— Alle a dit comme ça : ah bin tant faire, aurait fallu le tuer tout à fait. Eh! Rose, eurgardez donc le gaz comme i'danse, i'fait guignol! tututu, tututu, danse, danse, danse, tu…
Nous rions aux anges ; les paupières mi-closes, le nez en l'air, le gosier offert.

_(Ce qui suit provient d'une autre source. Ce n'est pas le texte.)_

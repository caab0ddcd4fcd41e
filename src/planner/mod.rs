//! Scan planner: tile sequencing, pause/resume, and capture bookkeeping.
//!
//! The planner walks the [`TileGrid`] in row-major order and, per tile,
//! commands an absolute stage move through the dispatch handle, waits for the
//! [`Kinematics`] gate, takes exactly one frame per capture from the imager,
//! and writes it under the deterministic tile filename. Progress and log
//! lines are reported through a single caller-supplied event callback.
//!
//! State machine: `Init -> Running -> (Paused <-> Running)* -> Done | Aborted`.
//!
//! Soft-error policy: an `AxisExceeded` raised while processing a tile is
//! logged and that tile's capture is skipped (no retry); the scan continues.
//! Any other error aborts the scan after a best-effort graceful `stop()` of
//! the stage.

pub mod grid;

use std::path::PathBuf;
use std::sync::atomic::{AtomicBool, Ordering};
use std::sync::Arc;
use std::time::Duration;

use chrono::{DateTime, Utc};
use serde::Serialize;
use tokio::time::sleep;
use tracing::{debug, info};
use uuid::Uuid;

use crate::dispatch::StageHandle;
use crate::error::{ScanError, ScanResult};
use crate::hardware::stage::Position;
use crate::kinematics::Kinematics;
use crate::traits::imager::Imager;

pub use self::grid::{ScanBounds, Tile, TileGrid};

/// Poll cadence while paused.
const PAUSE_POLL: Duration = Duration::from_millis(50);

/// Everything the planner needs to lay out and execute one scan.
#[derive(Debug, Clone)]
pub struct ScanConfig {
    pub bounds: ScanBounds,
    /// Objective field-of-view along the scan axes, in stage units.
    pub fov_w: f64,
    pub fov_h: f64,
    /// Fractional pitch reduction so adjacent captures share a border.
    pub overlap: f64,
    /// Stage axis commanded for tile columns.
    pub x_axis: String,
    /// Stage axis commanded for tile rows.
    pub y_axis: String,
    pub out_dir: PathBuf,
    /// When false, a pre-existing output file fails the scan before any
    /// motion occurs.
    pub overwrite: bool,
    /// Exercise all bookkeeping with zero HAL motion or capture calls.
    pub dry: bool,
    /// HDR exposure bracket in seconds; empty means a single capture per
    /// tile.
    pub hdr_exposures: Vec<f64>,
}

impl ScanConfig {
    pub fn new(bounds: ScanBounds, fov_w: f64, fov_h: f64, out_dir: impl Into<PathBuf>) -> Self {
        Self {
            bounds,
            fov_w,
            fov_h,
            overlap: 0.0,
            x_axis: "x".to_string(),
            y_axis: "y".to_string(),
            out_dir: out_dir.into(),
            overwrite: false,
            dry: false,
            hdr_exposures: Vec::new(),
        }
    }
}

/// Events delivered to the progress/log sink.
#[derive(Debug, Clone, PartialEq)]
pub enum ScanEvent {
    Log(String),
    Progress { done: usize, total: usize },
}

#[derive(Debug, Clone, Copy, PartialEq, Eq, Serialize)]
#[serde(rename_all = "snake_case")]
pub enum ScanState {
    Init,
    Running,
    Paused,
    Done,
    Aborted,
}

/// Shared pause/abort switches for a running scan.
///
/// `set_running(false)` suspends the planner before the next motion/capture
/// step (never mid-capture); `set_running(true)` resumes from the next
/// unprocessed tile. `request_abort` ends the scan at the next loop boundary.
#[derive(Clone)]
pub struct ScanControl {
    running: Arc<AtomicBool>,
    abort: Arc<AtomicBool>,
}

impl ScanControl {
    fn new() -> Self {
        Self {
            running: Arc::new(AtomicBool::new(true)),
            abort: Arc::new(AtomicBool::new(false)),
        }
    }

    pub fn set_running(&self, running: bool) {
        self.running.store(running, Ordering::SeqCst);
    }

    pub fn is_running(&self) -> bool {
        self.running.load(Ordering::SeqCst)
    }

    pub fn request_abort(&self) {
        self.abort.store(true, Ordering::SeqCst);
    }

    pub fn abort_requested(&self) -> bool {
        self.abort.load(Ordering::SeqCst)
    }
}

/// Outcome summary, also persisted as the `scan.json` sidecar.
#[derive(Debug, Clone, Serialize)]
pub struct ScanReport {
    pub scan_id: Uuid,
    pub state: ScanState,
    pub cols: u32,
    pub rows: u32,
    pub tiles_total: usize,
    pub tiles_captured: usize,
    pub tiles_skipped: Vec<Tile>,
    pub files: Vec<String>,
    pub started: DateTime<Utc>,
    pub finished: DateTime<Utc>,
}

type EventSink = Arc<dyn Fn(ScanEvent) + Send + Sync>;

pub struct Planner {
    config: ScanConfig,
    grid: TileGrid,
    stage: Option<StageHandle>,
    imager: Option<Box<dyn Imager>>,
    kinematics: Kinematics,
    control: ScanControl,
    events: EventSink,
    state: ScanState,
}

impl Planner {
    /// Lay out the tile grid and prepare a scan.
    ///
    /// `stage` and `imager` may be `None` only for dry runs.
    pub fn new(
        config: ScanConfig,
        stage: Option<StageHandle>,
        imager: Option<Box<dyn Imager>>,
        kinematics: Kinematics,
    ) -> ScanResult<Self> {
        let grid = TileGrid::plan(&config.bounds, config.fov_w, config.fov_h, config.overlap)?;
        Ok(Self {
            config,
            grid,
            stage,
            imager,
            kinematics,
            control: ScanControl::new(),
            events: Arc::new(default_sink),
            state: ScanState::Init,
        })
    }

    /// Install the progress/log sink.
    ///
    /// The callback runs on the planner's worker task and must not block it
    /// beyond a bounded time.
    pub fn on_event(mut self, sink: impl Fn(ScanEvent) + Send + Sync + 'static) -> Self {
        self.events = Arc::new(sink);
        self
    }

    /// Pause/abort switches, clonable before `run` consumes the planner.
    pub fn control(&self) -> ScanControl {
        self.control.clone()
    }

    pub fn grid(&self) -> &TileGrid {
        &self.grid
    }

    pub fn state(&self) -> ScanState {
        self.state
    }

    /// Every output filename the scan will produce, in capture order.
    pub fn planned_files(&self) -> Vec<String> {
        self.grid
            .tiles()
            .flat_map(|tile| self.tile_filenames(tile))
            .collect()
    }

    /// Execute the scan to completion.
    ///
    /// Returns the report with state `Done`, or `Aborted` when the operator
    /// requested an abort. Precondition and hardware faults return `Err`
    /// after a best-effort graceful stage stop.
    pub async fn run(mut self) -> ScanResult<ScanReport> {
        let scan_id = Uuid::new_v4();
        let started = Utc::now();
        match self.execute(scan_id, started).await {
            Ok(report) => Ok(report),
            Err(err) => {
                self.state = ScanState::Aborted;
                self.emit(ScanEvent::Log(format!("scan {} aborted: {}", scan_id, err)));
                self.best_effort_stop().await;
                Err(err)
            }
        }
    }

    async fn execute(&mut self, scan_id: Uuid, started: DateTime<Utc>) -> ScanResult<ScanReport> {
        self.preflight().await?;
        self.state = ScanState::Running;

        let total = self.grid.tile_count();
        self.emit(ScanEvent::Log(format!(
            "scan {}: {}x{} = {} tiles{} -> {}",
            scan_id,
            self.grid.cols(),
            self.grid.rows(),
            total,
            if self.config.dry { " (dry run)" } else { "" },
            self.config.out_dir.display()
        )));

        let mut captured = 0usize;
        let mut skipped: Vec<Tile> = Vec::new();
        let mut files: Vec<String> = Vec::new();

        let tiles: Vec<Tile> = self.grid.tiles().collect();
        for (index, tile) in tiles.into_iter().enumerate() {
            self.pause_point().await;
            if self.control.abort_requested() {
                self.state = ScanState::Aborted;
                self.emit(ScanEvent::Log(format!(
                    "scan {} aborted by operator at tile {}/{}",
                    scan_id, index, total
                )));
                break;
            }

            match self.process_tile(tile).await {
                Ok(tile_files) => {
                    captured += 1;
                    files.extend(tile_files);
                }
                Err(err) if err.is_axis_exceeded() => {
                    let (cx, cy) = self.grid.center(tile);
                    self.emit(ScanEvent::Log(format!(
                        "tile c{:03}_r{:03} at ({:.1}, {:.1}) skipped: {}",
                        tile.col, tile.row, cx, cy, err
                    )));
                    skipped.push(tile);
                }
                Err(err) => return Err(err),
            }

            self.emit(ScanEvent::Progress {
                done: index + 1,
                total,
            });
        }

        if self.state != ScanState::Aborted {
            self.state = ScanState::Done;
        } else {
            self.best_effort_stop().await;
        }

        let report = ScanReport {
            scan_id,
            state: self.state,
            cols: self.grid.cols(),
            rows: self.grid.rows(),
            tiles_total: total,
            tiles_captured: captured,
            tiles_skipped: skipped,
            files,
            started,
            finished: Utc::now(),
        };

        if !self.config.dry {
            self.write_sidecar(&report).await?;
        }
        self.emit(ScanEvent::Log(format!(
            "scan {} {}: {}/{} tiles captured, {} skipped",
            scan_id,
            if self.state == ScanState::Done {
                "complete"
            } else {
                "aborted"
            },
            captured,
            total,
            report.tiles_skipped.len()
        )));
        Ok(report)
    }

    /// Fail fast before any side effect.
    async fn preflight(&mut self) -> ScanResult<()> {
        if self.config.dry {
            return Ok(());
        }
        if self.stage.is_none() {
            return Err(ScanError::precondition("scan requires a stage"));
        }
        if self.imager.is_none() {
            return Err(ScanError::precondition("scan requires an imager"));
        }
        tokio::fs::create_dir_all(&self.config.out_dir).await?;
        if !self.config.overwrite {
            for name in self.planned_files() {
                let path = self.config.out_dir.join(&name);
                if path.exists() {
                    return Err(ScanError::precondition(format!(
                        "output file '{}' already exists and overwrite is disabled",
                        path.display()
                    )));
                }
            }
        }
        Ok(())
    }

    /// Suspend before the next motion/capture step while pause is requested.
    async fn pause_point(&mut self) {
        if self.control.is_running() {
            return;
        }
        self.state = ScanState::Paused;
        self.emit(ScanEvent::Log("scan paused".to_string()));
        while !self.control.is_running() && !self.control.abort_requested() {
            sleep(PAUSE_POLL).await;
        }
        if self.control.is_running() {
            self.state = ScanState::Running;
            self.emit(ScanEvent::Log("scan resumed".to_string()));
        }
    }

    /// Move to a tile and capture it; dry mode only does the bookkeeping.
    async fn process_tile(&mut self, tile: Tile) -> ScanResult<Vec<String>> {
        let (cx, cy) = self.grid.center(tile);

        if self.config.dry {
            debug!(col = tile.col, row = tile.row, cx, cy, "dry tile");
            return Ok(self.tile_filenames(tile));
        }

        let stage = self
            .stage
            .as_ref()
            .ok_or_else(|| ScanError::precondition("scan requires a stage"))?;
        let mut target = Position::new();
        target.set(self.config.x_axis.clone(), cx);
        target.set(self.config.y_axis.clone(), cy);
        debug!(col = tile.col, row = tile.row, %target, "tile move");
        stage.mv_abs(target).await?;
        self.kinematics.note_motion();

        let imager = self
            .imager
            .as_mut()
            .ok_or_else(|| ScanError::precondition("scan requires an imager"))?;

        let mut written = Vec::new();
        if self.config.hdr_exposures.is_empty() {
            self.kinematics.wait_imaging_ok(&mut **imager, false).await?;
            let frame = imager.get().await?;
            let name = TileGrid::filename(tile, None);
            tokio::fs::write(self.config.out_dir.join(&name), &frame.pixel_data).await?;
            written.push(name);
        } else {
            let exposures = self.config.hdr_exposures.clone();
            for (index, exposure) in exposures.into_iter().enumerate() {
                imager.set_exposure(exposure).await?;
                // The exposure just changed, so flush the one stale frame.
                self.kinematics.wait_imaging_ok(&mut **imager, true).await?;
                let frame = imager.get().await?;
                let name = TileGrid::filename(tile, Some(index as u32));
                tokio::fs::write(self.config.out_dir.join(&name), &frame.pixel_data).await?;
                written.push(name);
            }
        }
        Ok(written)
    }

    fn tile_filenames(&self, tile: Tile) -> Vec<String> {
        if self.config.hdr_exposures.is_empty() {
            vec![TileGrid::filename(tile, None)]
        } else {
            (0..self.config.hdr_exposures.len())
                .map(|index| TileGrid::filename(tile, Some(index as u32)))
                .collect()
        }
    }

    async fn write_sidecar(&self, report: &ScanReport) -> ScanResult<()> {
        let path = self.config.out_dir.join("scan.json");
        let body = serde_json::to_vec_pretty(report).map_err(|err| ScanError::Hardware(err.into()))?;
        tokio::fs::write(path, body).await?;
        Ok(())
    }

    /// Graceful stop, never estop: faults here are already being reported.
    async fn best_effort_stop(&self) {
        if self.config.dry {
            return;
        }
        if let Some(stage) = &self.stage {
            let _ = stage.stop().await;
        }
    }

    fn emit(&self, event: ScanEvent) {
        (self.events)(event);
    }
}

fn default_sink(event: ScanEvent) {
    match event {
        ScanEvent::Log(line) => info!("{}", line),
        ScanEvent::Progress { done, total } => debug!(done, total, "scan progress"),
    }
}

Le plus beau rire appartient à Irma Guépin. J'aime bien qu'elle reste tard, le soir, je m'amuse à l'attifer, à ornementer sa chevelure opulente. Des yeux bleus écarquillés, un nez court, une bouche trop fendue, le front éclairé, une blondeur et une blancheur alsaciennes, elle rit tout le temps, à tout le monde, et surtout aux garçons. Si elle ne changeait pas, ce serait le type de la fille facile par douceur, par envie de folâtrer, par tempérament bêta et bonasse. En voilà encore une sur quoi l'école devra avoir une action des plus raffermissantes! Pas de vice en elle ; ce ne serait pas une personne de mauvaise vie, à vrai dire, car elle ne garderait pas assez de rigueur pour vivre de son inconduite ; ce serait l'ouvrière sans mœurs, des romances populaires, en plein vent, qui se laisse cueillir par le plus hardi. Il faut voir comme Irma est « sans défense » devant Adam. Celui-ci, par exemple, n'a jamais de dessert, il n'hésite pas à s'adresser aux privilégiés et de préférence aux filles ; elles sont plusieurs qui ne lui refusent jamais. Il demande avec une autorité qui magnétise ; la gamine rit à son audace, à sa santé brutale et donne. Il y a la soumission d'un sexe à l'autre ; on devine des générations de femmes battues par les mâles et gourmandes de la force.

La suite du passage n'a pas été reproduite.